**To do:**
Nothing outside the range is wanted. Repeat exactly the lines below from the one with "filename libsocialcast/src/scanner.rs" through the one with "let due = self.db.find_due_posts(self.clock.now()).await?;".

**Provided information:**
- - -
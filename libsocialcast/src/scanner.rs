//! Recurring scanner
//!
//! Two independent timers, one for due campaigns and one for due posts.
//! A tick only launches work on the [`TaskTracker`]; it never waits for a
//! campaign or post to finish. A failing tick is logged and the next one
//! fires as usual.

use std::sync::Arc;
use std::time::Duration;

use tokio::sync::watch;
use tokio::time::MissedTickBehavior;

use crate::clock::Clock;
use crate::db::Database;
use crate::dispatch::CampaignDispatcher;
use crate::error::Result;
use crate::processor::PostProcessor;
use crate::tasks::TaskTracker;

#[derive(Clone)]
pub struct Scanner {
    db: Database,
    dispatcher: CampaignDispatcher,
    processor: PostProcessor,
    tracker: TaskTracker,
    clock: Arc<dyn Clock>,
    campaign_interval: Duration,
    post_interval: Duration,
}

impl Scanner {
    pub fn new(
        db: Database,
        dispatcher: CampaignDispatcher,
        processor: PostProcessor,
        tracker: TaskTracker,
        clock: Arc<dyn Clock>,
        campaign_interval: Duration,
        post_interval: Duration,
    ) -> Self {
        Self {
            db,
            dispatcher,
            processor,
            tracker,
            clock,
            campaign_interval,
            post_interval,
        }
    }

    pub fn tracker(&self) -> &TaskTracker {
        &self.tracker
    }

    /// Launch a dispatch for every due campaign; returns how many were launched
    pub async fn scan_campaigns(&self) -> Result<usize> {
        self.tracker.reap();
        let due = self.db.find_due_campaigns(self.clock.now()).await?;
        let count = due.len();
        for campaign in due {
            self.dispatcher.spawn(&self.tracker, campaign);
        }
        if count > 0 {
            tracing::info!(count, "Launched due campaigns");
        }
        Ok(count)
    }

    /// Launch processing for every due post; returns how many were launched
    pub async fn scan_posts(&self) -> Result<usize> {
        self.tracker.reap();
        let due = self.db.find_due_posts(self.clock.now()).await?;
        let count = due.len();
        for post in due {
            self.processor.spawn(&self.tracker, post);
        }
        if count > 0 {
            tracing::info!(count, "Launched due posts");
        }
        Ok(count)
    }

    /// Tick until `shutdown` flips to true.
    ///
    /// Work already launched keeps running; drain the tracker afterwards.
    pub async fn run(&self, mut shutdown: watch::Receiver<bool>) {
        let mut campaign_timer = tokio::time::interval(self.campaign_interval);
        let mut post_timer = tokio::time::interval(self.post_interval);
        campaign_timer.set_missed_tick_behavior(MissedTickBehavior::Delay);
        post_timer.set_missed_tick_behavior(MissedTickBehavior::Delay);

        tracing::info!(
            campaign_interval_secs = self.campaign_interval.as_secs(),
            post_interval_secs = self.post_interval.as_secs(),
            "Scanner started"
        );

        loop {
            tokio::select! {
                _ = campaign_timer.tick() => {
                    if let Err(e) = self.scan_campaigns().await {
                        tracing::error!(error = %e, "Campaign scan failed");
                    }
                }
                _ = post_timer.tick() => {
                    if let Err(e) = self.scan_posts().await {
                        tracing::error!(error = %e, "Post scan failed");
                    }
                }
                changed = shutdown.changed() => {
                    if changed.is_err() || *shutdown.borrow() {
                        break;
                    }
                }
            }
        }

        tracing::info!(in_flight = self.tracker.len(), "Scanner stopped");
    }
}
- - -
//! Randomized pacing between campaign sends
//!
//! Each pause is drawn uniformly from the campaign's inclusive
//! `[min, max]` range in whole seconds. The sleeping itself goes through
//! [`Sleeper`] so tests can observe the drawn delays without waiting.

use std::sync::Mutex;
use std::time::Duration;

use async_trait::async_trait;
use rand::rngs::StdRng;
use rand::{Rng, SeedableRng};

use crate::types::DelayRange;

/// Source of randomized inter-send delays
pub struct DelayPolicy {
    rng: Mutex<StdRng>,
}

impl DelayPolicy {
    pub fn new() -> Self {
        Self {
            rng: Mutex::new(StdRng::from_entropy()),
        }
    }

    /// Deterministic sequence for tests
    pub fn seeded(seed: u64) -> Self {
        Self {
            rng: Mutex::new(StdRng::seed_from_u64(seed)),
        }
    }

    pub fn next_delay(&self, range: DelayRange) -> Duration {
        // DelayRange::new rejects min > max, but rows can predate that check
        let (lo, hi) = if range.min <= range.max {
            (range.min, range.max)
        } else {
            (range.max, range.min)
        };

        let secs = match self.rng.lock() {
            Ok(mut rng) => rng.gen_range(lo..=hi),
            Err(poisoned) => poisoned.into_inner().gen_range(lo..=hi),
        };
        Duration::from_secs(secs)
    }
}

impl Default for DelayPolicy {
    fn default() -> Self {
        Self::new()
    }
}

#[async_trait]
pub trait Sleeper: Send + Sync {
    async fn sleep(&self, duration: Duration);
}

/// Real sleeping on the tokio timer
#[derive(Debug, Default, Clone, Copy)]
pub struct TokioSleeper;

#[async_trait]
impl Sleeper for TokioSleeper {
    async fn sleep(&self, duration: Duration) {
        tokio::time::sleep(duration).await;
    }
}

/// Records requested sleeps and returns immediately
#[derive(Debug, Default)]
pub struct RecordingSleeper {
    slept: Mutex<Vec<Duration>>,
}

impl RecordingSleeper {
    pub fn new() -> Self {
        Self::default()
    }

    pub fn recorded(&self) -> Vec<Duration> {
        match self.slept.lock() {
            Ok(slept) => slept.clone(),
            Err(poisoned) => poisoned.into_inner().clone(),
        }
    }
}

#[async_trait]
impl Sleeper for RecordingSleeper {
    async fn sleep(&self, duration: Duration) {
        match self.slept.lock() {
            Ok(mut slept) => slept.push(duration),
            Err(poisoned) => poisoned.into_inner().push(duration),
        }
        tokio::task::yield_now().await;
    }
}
- - -
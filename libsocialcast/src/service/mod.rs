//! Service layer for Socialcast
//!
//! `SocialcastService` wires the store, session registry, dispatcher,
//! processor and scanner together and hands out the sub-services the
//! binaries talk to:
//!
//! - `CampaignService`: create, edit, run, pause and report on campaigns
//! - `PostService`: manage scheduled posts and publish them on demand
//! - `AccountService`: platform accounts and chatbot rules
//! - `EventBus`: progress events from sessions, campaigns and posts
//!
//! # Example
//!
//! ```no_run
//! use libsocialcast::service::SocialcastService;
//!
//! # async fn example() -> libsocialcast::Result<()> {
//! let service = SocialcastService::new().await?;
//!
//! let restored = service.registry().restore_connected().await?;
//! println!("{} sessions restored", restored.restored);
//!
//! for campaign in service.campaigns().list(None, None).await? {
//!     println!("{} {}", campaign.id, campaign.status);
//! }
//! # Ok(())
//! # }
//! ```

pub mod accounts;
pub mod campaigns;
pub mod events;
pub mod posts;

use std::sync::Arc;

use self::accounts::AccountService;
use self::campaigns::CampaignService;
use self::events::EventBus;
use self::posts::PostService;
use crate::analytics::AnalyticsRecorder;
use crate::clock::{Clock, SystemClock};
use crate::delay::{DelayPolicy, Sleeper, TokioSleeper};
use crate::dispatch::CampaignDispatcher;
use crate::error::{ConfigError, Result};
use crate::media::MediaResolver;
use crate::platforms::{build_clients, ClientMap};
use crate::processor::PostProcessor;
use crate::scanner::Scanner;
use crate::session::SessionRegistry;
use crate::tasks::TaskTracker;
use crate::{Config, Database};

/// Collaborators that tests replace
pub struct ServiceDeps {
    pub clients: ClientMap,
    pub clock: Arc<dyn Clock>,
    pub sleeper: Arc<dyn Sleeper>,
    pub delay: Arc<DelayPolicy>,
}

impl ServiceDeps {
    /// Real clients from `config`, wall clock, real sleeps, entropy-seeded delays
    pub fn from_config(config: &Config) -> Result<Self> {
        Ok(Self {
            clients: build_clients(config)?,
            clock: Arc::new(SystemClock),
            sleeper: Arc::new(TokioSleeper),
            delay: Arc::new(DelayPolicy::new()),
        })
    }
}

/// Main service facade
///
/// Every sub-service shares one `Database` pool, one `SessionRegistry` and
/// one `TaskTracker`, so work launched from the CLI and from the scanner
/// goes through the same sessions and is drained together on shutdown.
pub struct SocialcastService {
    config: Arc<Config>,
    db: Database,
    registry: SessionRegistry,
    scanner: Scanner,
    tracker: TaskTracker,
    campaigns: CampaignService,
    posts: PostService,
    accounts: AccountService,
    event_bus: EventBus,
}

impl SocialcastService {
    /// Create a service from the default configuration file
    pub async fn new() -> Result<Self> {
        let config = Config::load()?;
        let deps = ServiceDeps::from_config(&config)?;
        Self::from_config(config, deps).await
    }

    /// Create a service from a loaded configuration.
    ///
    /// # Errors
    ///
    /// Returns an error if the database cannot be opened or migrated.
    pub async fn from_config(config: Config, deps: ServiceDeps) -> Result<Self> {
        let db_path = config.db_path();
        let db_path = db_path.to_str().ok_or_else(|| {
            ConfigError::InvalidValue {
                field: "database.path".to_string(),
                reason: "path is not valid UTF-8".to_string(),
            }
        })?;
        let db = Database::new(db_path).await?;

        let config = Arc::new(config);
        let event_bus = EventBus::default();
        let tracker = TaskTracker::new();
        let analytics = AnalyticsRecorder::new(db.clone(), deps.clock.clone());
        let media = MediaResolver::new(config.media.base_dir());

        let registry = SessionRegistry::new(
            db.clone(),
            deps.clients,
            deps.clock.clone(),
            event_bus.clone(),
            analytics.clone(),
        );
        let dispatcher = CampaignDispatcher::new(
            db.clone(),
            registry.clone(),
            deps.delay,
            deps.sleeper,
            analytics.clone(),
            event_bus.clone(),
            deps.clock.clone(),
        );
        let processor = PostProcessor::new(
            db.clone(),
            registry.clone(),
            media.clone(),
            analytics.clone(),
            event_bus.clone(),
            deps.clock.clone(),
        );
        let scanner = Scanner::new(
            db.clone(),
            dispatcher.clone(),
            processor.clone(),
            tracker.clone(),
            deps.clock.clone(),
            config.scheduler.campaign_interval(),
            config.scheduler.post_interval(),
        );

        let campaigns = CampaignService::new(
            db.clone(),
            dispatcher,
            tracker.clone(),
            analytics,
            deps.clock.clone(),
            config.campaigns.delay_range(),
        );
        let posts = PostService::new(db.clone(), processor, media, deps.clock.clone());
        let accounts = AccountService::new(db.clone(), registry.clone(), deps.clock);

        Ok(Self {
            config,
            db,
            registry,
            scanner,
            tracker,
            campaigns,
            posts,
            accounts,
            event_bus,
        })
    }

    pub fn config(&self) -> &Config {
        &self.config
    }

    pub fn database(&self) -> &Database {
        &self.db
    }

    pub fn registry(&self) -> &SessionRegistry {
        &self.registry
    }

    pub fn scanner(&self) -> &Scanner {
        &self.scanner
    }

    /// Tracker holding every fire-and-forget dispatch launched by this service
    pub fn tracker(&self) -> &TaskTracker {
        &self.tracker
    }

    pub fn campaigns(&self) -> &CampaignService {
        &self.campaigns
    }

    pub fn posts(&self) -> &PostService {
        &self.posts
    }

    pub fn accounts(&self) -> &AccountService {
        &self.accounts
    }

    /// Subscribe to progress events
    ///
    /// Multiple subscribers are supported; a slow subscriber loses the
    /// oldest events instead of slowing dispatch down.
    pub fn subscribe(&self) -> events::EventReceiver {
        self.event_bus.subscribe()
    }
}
- - -
**Exercise answer:**
filename libsocialcast/src/scanner.rs
//! Recurring scanner
//!
//! Two independent timers, one for due campaigns and one for due posts.
//! A tick only launches work on the [`TaskTracker`]; it never waits for a
//! campaign or post to finish. A failing tick is logged and the next one
//! fires as usual.

use std::sync::Arc;
use std::time::Duration;

use tokio::sync::watch;
use tokio::time::MissedTickBehavior;

use crate::clock::Clock;
use crate::db::Database;
use crate::dispatch::CampaignDispatcher;
use crate::error::Result;
use crate::processor::PostProcessor;
use crate::tasks::TaskTracker;

#[derive(Clone)]
pub struct Scanner {
    db: Database,
    dispatcher: CampaignDispatcher,
    processor: PostProcessor,
    tracker: TaskTracker,
    clock: Arc<dyn Clock>,
    campaign_interval: Duration,
    post_interval: Duration,
}

impl Scanner {
    pub fn new(
        db: Database,
        dispatcher: CampaignDispatcher,
        processor: PostProcessor,
        tracker: TaskTracker,
        clock: Arc<dyn Clock>,
        campaign_interval: Duration,
        post_interval: Duration,
    ) -> Self {
        Self {
            db,
            dispatcher,
            processor,
            tracker,
            clock,
            campaign_interval,
            post_interval,
        }
    }

    pub fn tracker(&self) -> &TaskTracker {
        &self.tracker
    }

    /// Launch a dispatch for every due campaign; returns how many were launched
    pub async fn scan_campaigns(&self) -> Result<usize> {
        self.tracker.reap();
        let due = self.db.find_due_campaigns(self.clock.now()).await?;
        let count = due.len();
        for campaign in due {
            self.dispatcher.spawn(&self.tracker, campaign);
        }
        if count > 0 {
            tracing::info!(count, "Launched due campaigns");
        }
        Ok(count)
    }

    /// Launch processing for every due post; returns how many were launched
    pub async fn scan_posts(&self) -> Result<usize> {
        self.tracker.reap();
        let due = self.db.find_due_posts(self.clock.now()).await?;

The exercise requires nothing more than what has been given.